Records contained in a dataset:
§

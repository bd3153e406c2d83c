//! REST API handlers
//!
//! This module defines the API routes and handlers for the reservation
//! service.

use std::time::Instant;

use axum::{
    extract::{rejection::JsonRejection, Query, State},
    http::{header, StatusCode},
    response::{IntoResponse, Response},
    routing::get,
    Json, Router,
};
use serde::{Deserialize, Serialize};

use crate::metrics;
use crate::models::NewReservation;
use crate::scheduler::ReserverStatus;
use crate::service::ServiceError;
use crate::storage::ReservationStats;

use super::AppState;

// ============================================================================
// API Response Types
// ============================================================================

/// Generic API response wrapper
#[derive(Debug, Serialize)]
pub struct ApiResponse<T: Serialize> {
    pub success: bool,
    #[serde(skip_serializing_if = "Option::is_none")]
    pub data: Option<T>,
}

impl<T: Serialize> ApiResponse<T> {
    pub fn success(data: T) -> Self {
        Self {
            success: true,
            data: Some(data),
        }
    }
}

/// Simple error response
#[derive(Debug, Serialize)]
pub struct ErrorResponse {
    pub success: bool,
    pub error: String,
}

impl ErrorResponse {
    pub fn new(message: impl Into<String>) -> Self {
        Self {
            success: false,
            error: message.into(),
        }
    }
}

/// Accepted reservation
#[derive(Debug, Serialize)]
pub struct SubmitResponse {
    pub success: bool,
    pub id: i64,
}

/// Health check response
#[derive(Debug, Serialize)]
#[serde(rename_all = "camelCase")]
pub struct HealthResponse {
    pub status: String,
    pub version: String,
    pub uptime_secs: u64,
    #[serde(skip_serializing_if = "Option::is_none")]
    pub reservations: Option<ReservationStats>,
    #[serde(skip_serializing_if = "Option::is_none")]
    pub reserver: Option<ReserverStatus>,
}

#[derive(Debug, Deserialize)]
pub struct ClassesQuery {
    pub date: Option<String>,
}

// ============================================================================
// API Routes
// ============================================================================

/// Create the API router
pub fn create_router(state: AppState) -> Router {
    Router::new()
        .route("/api/health", get(health_check))
        .route("/classes", get(get_classes).post(submit_reservation))
        .route("/metrics", get(metrics_endpoint))
        .with_state(state)
}

fn error_response(status: StatusCode, message: impl Into<String>) -> Response {
    (status, Json(ErrorResponse::new(message))).into_response()
}

/// Client mistakes are 400; everything else, unknown users included, is 500
fn service_error_status(err: &ServiceError) -> StatusCode {
    if err.is_client_error() {
        StatusCode::BAD_REQUEST
    } else {
        StatusCode::INTERNAL_SERVER_ERROR
    }
}

// ============================================================================
// Handlers
// ============================================================================

/// Health check endpoint
async fn health_check(State(state): State<AppState>) -> impl IntoResponse {
    let reservations = match state.service.stats() {
        Ok(stats) => Some(stats),
        Err(e) => {
            tracing::warn!(error = %e, "Failed to read reservation stats");
            None
        }
    };

    let reserver = match &state.reserver {
        Some(reserver) => Some(reserver.status().await),
        None => None,
    };

    Json(ApiResponse::success(HealthResponse {
        status: "ok".to_string(),
        version: env!("CARGO_PKG_VERSION").to_string(),
        uptime_secs: state.start_time.elapsed().as_secs(),
        reservations,
        reserver,
    }))
}

/// Live class catalog for a date
async fn get_classes(
    State(state): State<AppState>,
    Query(query): Query<ClassesQuery>,
) -> Response {
    let started = Instant::now();

    let response = match query.date {
        None => error_response(StatusCode::BAD_REQUEST, "date not found"),
        Some(date) => match state.service.classes(&date).await {
            Ok(slots) => (StatusCode::OK, Json(slots)).into_response(),
            Err(e) => {
                tracing::warn!(date = %date, error = %e, "Catalog request failed");
                error_response(service_error_status(&e), e.to_string())
            }
        },
    };

    metrics::record_api_request(
        "GET /classes",
        response.status().as_u16(),
        started.elapsed().as_secs_f64(),
    );
    response
}

/// Submit a reservation intent
async fn submit_reservation(
    State(state): State<AppState>,
    payload: Result<Json<NewReservation>, JsonRejection>,
) -> Response {
    let started = Instant::now();

    let response = match payload {
        Err(rejection) => error_response(StatusCode::BAD_REQUEST, rejection.body_text()),
        Ok(Json(reservation)) => match state.service.submit(reservation) {
            Ok(id) => (StatusCode::OK, Json(SubmitResponse { success: true, id })).into_response(),
            Err(e) => error_response(service_error_status(&e), e.to_string()),
        },
    };

    metrics::record_api_request(
        "POST /classes",
        response.status().as_u16(),
        started.elapsed().as_secs_f64(),
    );
    response
}

/// Prometheus scrape endpoint
async fn metrics_endpoint() -> Response {
    match metrics::encode_metrics() {
        Ok(body) => (
            StatusCode::OK,
            [(header::CONTENT_TYPE, "text/plain; version=0.0.4")],
            body,
        )
            .into_response(),
        Err(e) => error_response(StatusCode::INTERNAL_SERVER_ERROR, e.to_string()),
    }
}
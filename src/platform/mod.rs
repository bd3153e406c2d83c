//! Remote booking platform clients
//!
//! Every operation starts from a fresh session: a new HTTP client with its
//! own cookie jar, primed by visiting the studio home page. Sessions are
//! never shared between users or between scheduler cycles.

pub mod booking;
pub mod headers;
pub mod schedule;

pub use booking::{BookingClient, BookingGateway, Session};
pub use schedule::{CatalogSource, ScheduleClient};

use std::time::Duration;

use reqwest::{Client, StatusCode};

use crate::config::{PlatformConfig, DEFAULT_BASE_URL, DEFAULT_STUDIO_ID, DEFAULT_USER_AGENT};
use headers::build_platform_headers;

/// Landing page that issues the session cookies
const HOME_PATH: &str = "/ASP/home.asp";

/// Connection settings shared by the schedule and booking clients
#[derive(Debug, Clone)]
pub struct Platform {
    base_url: String,
    studio_id: u32,
    user_agent: String,
    timeout: Duration,
}

impl Platform {
    /// Create settings for a platform at `base_url`
    pub fn new(base_url: &str, studio_id: u32) -> Self {
        Self {
            base_url: base_url.trim_end_matches('/').to_string(),
            studio_id,
            user_agent: DEFAULT_USER_AGENT.to_string(),
            timeout: Duration::from_secs(30),
        }
    }

    pub fn from_config(config: &PlatformConfig) -> Self {
        Self::new(&config.base_url, config.studio_id)
            .with_user_agent(&config.user_agent)
            .with_timeout(Duration::from_secs(config.request_timeout_secs))
    }

    #[must_use]
    pub fn with_user_agent(mut self, user_agent: &str) -> Self {
        self.user_agent = user_agent.to_string();
        self
    }

    #[must_use]
    pub fn with_timeout(mut self, timeout: Duration) -> Self {
        self.timeout = timeout;
        self
    }

    pub fn base_url(&self) -> &str {
        &self.base_url
    }

    pub fn studio_id(&self) -> u32 {
        self.studio_id
    }

    /// Absolute URL for a platform path
    pub fn url(&self, path: &str) -> String {
        format!("{}{}", self.base_url, path)
    }

    /// Build a client with its own cookie store
    pub(crate) fn build_client(&self) -> reqwest::Result<Client> {
        Client::builder()
            .timeout(self.timeout)
            .gzip(true)
            .cookie_store(true)
            .user_agent(self.user_agent.as_str())
            .default_headers(build_platform_headers())
            .build()
    }

    /// Open an anonymous session by visiting the studio home page
    ///
    /// Returns the client holding the session cookies together with the
    /// home page's status so callers can map it to their own error type.
    pub(crate) async fn open_session(&self) -> reqwest::Result<(Client, StatusCode)> {
        let client = self.build_client()?;
        let response = client
            .get(self.url(HOME_PATH))
            .query(&[("studioid", self.studio_id)])
            .send()
            .await?;

        let status = response.status();
        tracing::debug!(status = %status, studio_id = self.studio_id, "Opened platform session");
        Ok((client, status))
    }
}

impl Default for Platform {
    fn default() -> Self {
        Self::new(DEFAULT_BASE_URL, DEFAULT_STUDIO_ID)
    }
}

#[cfg(test)]
mod tests {
    use super::*;

    #[test]
    fn test_url_joins_without_double_slash() {
        let platform = Platform::new("http://localhost:8080/", 831);
        assert_eq!(platform.base_url(), "http://localhost:8080");
        assert_eq!(
            platform.url("/classic/mainclass"),
            "http://localhost:8080/classic/mainclass"
        );
    }

    #[test]
    fn test_from_config() {
        let config = PlatformConfig {
            studio_id: 42,
            request_timeout_secs: 5,
            ..Default::default()
        };
        let platform = Platform::from_config(&config);
        assert_eq!(platform.studio_id(), 42);
        assert_eq!(platform.timeout, Duration::from_secs(5));
        assert_eq!(platform.base_url(), DEFAULT_BASE_URL);
    }

    #[test]
    fn test_build_client() {
        assert!(Platform::default().build_client().is_ok());
    }
}
//! Prometheus metrics for the reservation loop and HTTP API
//!
//! This module provides metrics tracking for:
//! - Reserver: cycles by outcome, booking attempts by result, pending requests
//! - API: requests by endpoint and status, request duration
//!
//! # Usage
//!
//! Call `init_metrics()` at application startup to register all metrics.
//! If initialization fails, metrics operations become no-ops.

use prometheus::{
    register_counter_vec, register_gauge, register_histogram_vec, CounterVec, Encoder, Gauge,
    HistogramVec, TextEncoder,
};
use std::sync::OnceLock;

// ============================================================================
// Metrics Storage
// ============================================================================

/// Container for reservation loop metrics
struct ReserverMetrics {
    cycles: CounterVec,
    booking_attempts: CounterVec,
    pending_requests: Gauge,
    cycle_duration: HistogramVec,
}

/// Container for API metrics
struct ApiMetrics {
    requests: CounterVec,
    duration: HistogramVec,
}

static RESERVER_METRICS: OnceLock<ReserverMetrics> = OnceLock::new();

static API_METRICS: OnceLock<ApiMetrics> = OnceLock::new();

/// Flag to track if initialization was attempted
static METRICS_INIT_ATTEMPTED: OnceLock<bool> = OnceLock::new();

// ============================================================================
// Initialization
// ============================================================================

/// Initialize all Prometheus metrics
///
/// Safe to call more than once; only the first call registers anything.
///
/// # Example
///
/// ```ignore
/// if let Err(e) = classhold::metrics::init_metrics() {
///     eprintln!("Warning: Metrics initialization failed: {}", e);
/// }
/// ```
pub fn init_metrics() -> Result<(), Box<dyn std::error::Error>> {
    if METRICS_INIT_ATTEMPTED.get().is_some() {
        return Ok(());
    }
    METRICS_INIT_ATTEMPTED.set(true).ok();

    let reserver = ReserverMetrics {
        cycles: register_counter_vec!(
            "classhold_reserver_cycles_total",
            "Reservation cycles by outcome",
            &["outcome"]
        )?,
        booking_attempts: register_counter_vec!(
            "classhold_booking_attempts_total",
            "Booking attempts by result",
            &["result"]
        )?,
        pending_requests: register_gauge!(
            "classhold_pending_requests",
            "Pending requests for the current target date"
        )?,
        cycle_duration: register_histogram_vec!(
            "classhold_reserver_cycle_duration_seconds",
            "Time spent in one reservation cycle in seconds",
            &["outcome"],
            vec![0.01, 0.05, 0.1, 0.25, 0.5, 1.0, 2.5, 5.0, 10.0, 30.0, 60.0]
        )?,
    };

    let api = ApiMetrics {
        requests: register_counter_vec!(
            "classhold_api_requests_total",
            "Total API requests by endpoint and status",
            &["endpoint", "status"]
        )?,
        duration: register_histogram_vec!(
            "classhold_api_request_duration_seconds",
            "API request duration in seconds",
            &["endpoint"],
            vec![0.001, 0.005, 0.01, 0.025, 0.05, 0.1, 0.25, 0.5, 1.0, 2.5, 5.0, 10.0]
        )?,
    };

    RESERVER_METRICS
        .set(reserver)
        .map_err(|_| "Reserver metrics already initialized")?;
    API_METRICS
        .set(api)
        .map_err(|_| "API metrics already initialized")?;

    tracing::info!("Prometheus metrics initialized successfully");
    Ok(())
}

/// Check if metrics have been initialized
pub fn metrics_initialized() -> bool {
    RESERVER_METRICS.get().is_some() && API_METRICS.get().is_some()
}

// ============================================================================
// Helper Functions
// ============================================================================

/// Encode all metrics to Prometheus text format
pub fn encode_metrics() -> Result<String, Box<dyn std::error::Error>> {
    let encoder = TextEncoder::new();
    let metric_families = prometheus::gather();
    let mut buffer = Vec::new();
    encoder.encode(&metric_families, &mut buffer)?;
    Ok(String::from_utf8(buffer)?)
}

/// Record a finished cycle
pub fn record_cycle(outcome: &str, duration_secs: f64) {
    let Some(m) = RESERVER_METRICS.get() else {
        return;
    };

    m.cycles.with_label_values(&[outcome]).inc();
    m.cycle_duration
        .with_label_values(&[outcome])
        .observe(duration_secs);
}

/// Record one booking attempt
pub fn record_booking_attempt(result: &str) {
    if let Some(m) = RESERVER_METRICS.get() {
        m.booking_attempts.with_label_values(&[result]).inc();
    }
}

/// Update the pending-requests gauge
pub fn set_pending_requests(count: usize) {
    if let Some(m) = RESERVER_METRICS.get() {
        m.pending_requests.set(count as f64);
    }
}

/// Record API request
pub fn record_api_request(endpoint: &str, status: u16, duration_secs: f64) {
    let Some(m) = API_METRICS.get() else {
        return;
    };

    let status_str = status.to_string();
    m.requests
        .with_label_values(&[endpoint, &status_str])
        .inc();
    m.duration
        .with_label_values(&[endpoint])
        .observe(duration_secs);
}

// ============================================================================
// Tests
// ============================================================================

#[cfg(test)]
mod tests {
    use super::*;

    fn ensure_metrics_initialized() {
        let _ = init_metrics();
    }

    #[test]
    fn test_init_metrics() {
        assert!(init_metrics().is_ok());
        // Idempotent
        assert!(init_metrics().is_ok());
    }

    #[test]
    fn test_encode_metrics() {
        ensure_metrics_initialized();
        record_cycle("completed", 0.2);
        let text = encode_metrics().unwrap();
        assert!(text.contains("classhold_reserver_cycles_total"));
    }

    #[test]
    fn test_reserver_metrics() {
        ensure_metrics_initialized();
        record_booking_attempt("booked");
        record_booking_attempt("closed");
        set_pending_requests(3);
        assert!(metrics_initialized());
    }

    #[test]
    fn test_api_request_recording() {
        ensure_metrics_initialized();
        record_api_request("/classes", 200, 0.005);
    }

    #[test]
    fn test_metrics_noop_without_init() {
        // Must not panic whether or not another test initialized first
        record_cycle("gated", 0.0);
        record_booking_attempt("auth_failed");
        set_pending_requests(0);
        record_api_request("/test", 200, 0.001);
    }
}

§

Your instructions -> When the line with "static METRICS_INIT_ATTEMPTED: OnceLock<bool>" is reached in the data above, start copying there, and copy each line exactly until the line with "all Prometheus metrics" has been copied; copy nothing else.

Exercise output ->
static METRICS_INIT_ATTEMPTED: OnceLock<bool> = OnceLock::new();

// ============================================================================
// Initialization
// ============================================================================

/// Initialize all Prometheus metrics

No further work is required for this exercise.